Inhibin α Le plasmide double nickase (h) se compose d'une paire de plasmides appariés, conçus pour une édition hautement spécifique du locus INHA dans les lignées cellulaires human. Chaque plasmide exprime une nickase Cas9 D10A et un sgRNA distinct ciblant des brins d'ADN opposés au sein de INHA. Lorsqu'elles sont dirigées vers des sites adjacents sur des brins d'ADN opposés, les deux nickases génèrent des cassures simple brin décalées qui, ensemble, produisent une cassure double brin décalée, nécessitant une activité coordonnée sur la cible de la part des deux guides. La cassure d'ADN qui en résulte est résolue par les voies de réparation cellulaires endogènes, le plus souvent par jonction non homologue (NHEJ), ce qui conduit à des insertions ou des délétions qui perturbent la fonction de INHA. En nécessitant l'engagement de deux ARNsg au locus cible, l'approche par double nick améliore la spécificité de l'édition et offre une stratégie CRISPR complémentaire pour les applications où un contrôle supplémentaire de la précision du ciblage est souhaité.

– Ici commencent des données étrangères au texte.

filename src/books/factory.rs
use crate::books::domain::model::BookEntity;
use crate::books::repository::BookRepository;
use crate::books::repository::ddb_book_repository::DDBBookRepository;
use crate::core::repository::RepositoryStore;
use crate::utils::ddb::{build_db_client, create_table};
use crate::utils::memdb::MemRepository;

pub(crate) async fn create_book_repository(store: RepositoryStore) -> Box<dyn BookRepository> {
    match store {
        RepositoryStore::DynamoDB => {
            let client = build_db_client(store).await;
            Box::new(DDBBookRepository::new(client, "books", "books_ndx"))
        }
        RepositoryStore::LocalDynamoDB => {
            let client = build_db_client(store).await;
            let _ = create_table(&client, "books", "book_id", "branch_id", "title").await;
            Box::new(DDBBookRepository::new(client, "books", "books_ndx"))
        }
        RepositoryStore::InMemory => {
            Box::new(MemRepository::<BookEntity>::new("books", "book_id", "branch_id", "title", None))
        }
    }
}
pub mod service;

use async_trait::async_trait;
use crate::accounts::dto::{MemberDto, SessionDto};
use crate::core::domain::Identifiable;
use crate::core::library::{LibraryResult, Role};

#[async_trait]
pub(crate) trait AccountService: Sync + Send {
    async fn register_student(&self, student_number: &str, full_name: &str, email: &str, password: &str) -> LibraryResult<MemberDto>;
    async fn register_librarian(&self, librarian_number: &str, full_name: &str, email: &str, password: &str) -> LibraryResult<MemberDto>;
    async fn login(&self, identifier: &str, password: &str) -> LibraryResult<SessionDto>;
    async fn logout(&self, session_id: &str) -> LibraryResult<()>;
    // authorize checks the session is live and, when given, that it belongs to the role
    async fn authorize(&self, session_id: &str, role: Option<Role>) -> LibraryResult<SessionDto>;
    async fn find_member_by_id(&self, id: &str) -> LibraryResult<MemberDto>;
}

pub(crate) trait Member: Identifiable {
    fn role(&self) -> Role;
    fn is_student(&self) -> bool {
        self.role() == Role::Student
    }
    fn is_librarian(&self) -> bool {
        self.role() == Role::Librarian
    }
}
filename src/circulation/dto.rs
use chrono::NaiveDateTime;
use serde::{Deserialize, Serialize};
use crate::circulation::domain::model::BorrowEntity;
use crate::core::library::BorrowStatus;
use crate::utils::date::{opt_serializer, serializer};

#[derive(Debug, Clone, PartialEq, Serialize, Deserialize)]
pub(crate) struct BorrowDto {
    pub borrow_id: String,
    pub version: i64,
    pub student_id: String,
    pub book_id: String,
    pub book_title: String,
    pub borrow_status: BorrowStatus,
    #[serde(with = "serializer")]
    pub borrowed_at: NaiveDateTime,
    #[serde(with = "serializer")]
    pub due_at: NaiveDateTime,
    #[serde(default, with = "opt_serializer", skip_serializing_if = "Option::is_none")]
    pub returned_at: Option<NaiveDateTime>,
    pub fine_cents: i64,
    #[serde(default, skip_serializing_if = "Option::is_none")]
    pub fine_reason: Option<String>,
}

impl From<&BorrowEntity> for BorrowDto {
    fn from(other: &BorrowEntity) -> Self {
        Self {
            borrow_id: other.borrow_id.to_string(),
            version: other.version,
            student_id: other.student_id.to_string(),
            book_id: other.book_id.to_string(),
            book_title: other.book_title.to_string(),
            borrow_status: other.borrow_status,
            borrowed_at: other.borrowed_at,
            due_at: other.due_at,
            returned_at: other.returned_at,
            fine_cents: other.fine_cents,
            fine_reason: other.fine_reason.clone(),
        }
    }
}
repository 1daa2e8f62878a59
pub mod domain;
pub mod factory;
pub mod repository;
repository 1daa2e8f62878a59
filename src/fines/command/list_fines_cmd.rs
use async_trait::async_trait;
use serde::{Deserialize, Serialize};
use crate::core::command::{Command, CommandError};
use crate::fines::domain::FineService;
use crate::fines::dto::FineDto;

pub(crate) struct ListFinesCommand {
    fine_service: Box<dyn FineService>,
}

impl ListFinesCommand {
    pub(crate) fn new(fine_service: Box<dyn FineService>) -> Self {
        Self {
            fine_service,
        }
    }
}

#[derive(Debug, Deserialize)]
pub(crate) struct ListFinesCommandRequest {
    pub student_id: String,
    #[serde(default)]
    pub unpaid_only: bool,
}

#[derive(Debug, Serialize)]
pub(crate) struct ListFinesCommandResponse {
    pub fines: Vec<FineDto>,
    pub outstanding_cents: i64,
}

#[async_trait]
impl Command<ListFinesCommandRequest, ListFinesCommandResponse> for ListFinesCommand {
    async fn execute(&self, req: ListFinesCommandRequest) -> Result<ListFinesCommandResponse, CommandError> {
        let fines = if req.unpaid_only {
            self.fine_service.list_unpaid(req.student_id.as_str()).await
        } else {
            self.fine_service.list_fines(req.student_id.as_str()).await
        }.map_err(CommandError::from)?;
        let outstanding_cents = self.fine_service.outstanding_balance(req.student_id.as_str())
            .await.map_err(CommandError::from)?;
        Ok(ListFinesCommandResponse { fines, outstanding_cents })
    }
}

#[cfg(test)]
mod tests {
    use uuid::Uuid;
    use crate::core::command::Command;
    use crate::core::domain::Configuration;
    use crate::core::repository::RepositoryStore;
    use crate::fines::command::list_fines_cmd::{ListFinesCommand, ListFinesCommandRequest};
    use crate::fines::factory;

    #[tokio::test]
    async fn test_should_run_list_fines() {
        let svc = factory::create_fine_service(&Configuration::new("test"), RepositoryStore::InMemory).await;
        let student = Uuid::new_v4().to_string();
        let fine = svc.assess_fine(student.as_str(), "borrow-1", 2000, "Overdue by 2 days").await.expect("should assess");
        svc.assess_fine(student.as_str(), "borrow-2", 500, "Book lost - charged full price").await.expect("should assess");
        svc.pay(student.as_str(), fine.fine_id.as_str()).await.expect("should pay");
        let cmd = ListFinesCommand::new(svc);
        let res = cmd.execute(ListFinesCommandRequest { student_id: student.to_string(), unpaid_only: false })
            .await.expect("should list fines");
        assert_eq!(2, res.fines.len());
        assert_eq!(500, res.outstanding_cents);
        let res = cmd.execute(ListFinesCommandRequest { student_id: student.to_string(), unpaid_only: true })
            .await.expect("should list fines");
        assert_eq!(1, res.fines.len());
    }
}
use crate::accounts::factory::create_account_service;
use crate::catalog::factory::create_catalog_service;
use crate::core::domain::Configuration;
use crate::core::repository::RepositoryStore;
use crate::gateway::factory::create_publisher;
use crate::orders::domain::OrderService;
use crate::orders::domain::model::OrderEntity;
use crate::orders::domain::service::OrderServiceImpl;
use crate::orders::repository::ddb_order_repository::DDBOrderRepository;
use crate::orders::repository::OrderRepository;
use crate::utils::ddb::{build_db_client, create_table};
use crate::utils::memdb::MemRepository;

pub(crate) async fn create_order_repository(store: RepositoryStore) -> Box<dyn OrderRepository> {
    match store {
        RepositoryStore::DynamoDB => {
            let client = build_db_client(store).await;
            Box::new(DDBOrderRepository::new(client, "orders", "orders_ndx"))
        }
        RepositoryStore::LocalDynamoDB => {
            let client = build_db_client(store).await;
            let _ = create_table(&client, "orders", "order_id", "order_status", "ordered_at").await;
            Box::new(DDBOrderRepository::new(client, "orders", "orders_ndx"))
        }
        RepositoryStore::InMemory => {
            Box::new(MemRepository::<OrderEntity>::new("orders", "order_id", "order_status", "ordered_at", None))
        }
    }
}

pub(crate) async fn create_order_service(config: &Configuration, store: RepositoryStore) -> Box<dyn OrderService> {
    let order_repo = create_order_repository(store).await;
    let account_svc = create_account_service(config, store).await;
    let catalog_svc = create_catalog_service(config, store).await;
    let publisher = create_publisher(store.gateway_publisher()).await;
    Box::new(OrderServiceImpl::new(config, order_repo, account_svc, catalog_svc, publisher))
}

Afin de faciliter l'identification efficace des cellules éditées, un plasmide code pour la GFP permettant la visualisation par fluorescence des populations transfectées, tandis que le plasmide compagnon porte un gène de résistance à la puromycine pour la sélection antibiotique. Ensemble, ces caractéristiques favorisent l'enrichissement efficace des populations co-transfectées et simplifient la validation des clones présentant une perturbation de INHA.
Réservé à la recherche. N'est pas destiné à un usage diagnostique ou thérapeutique.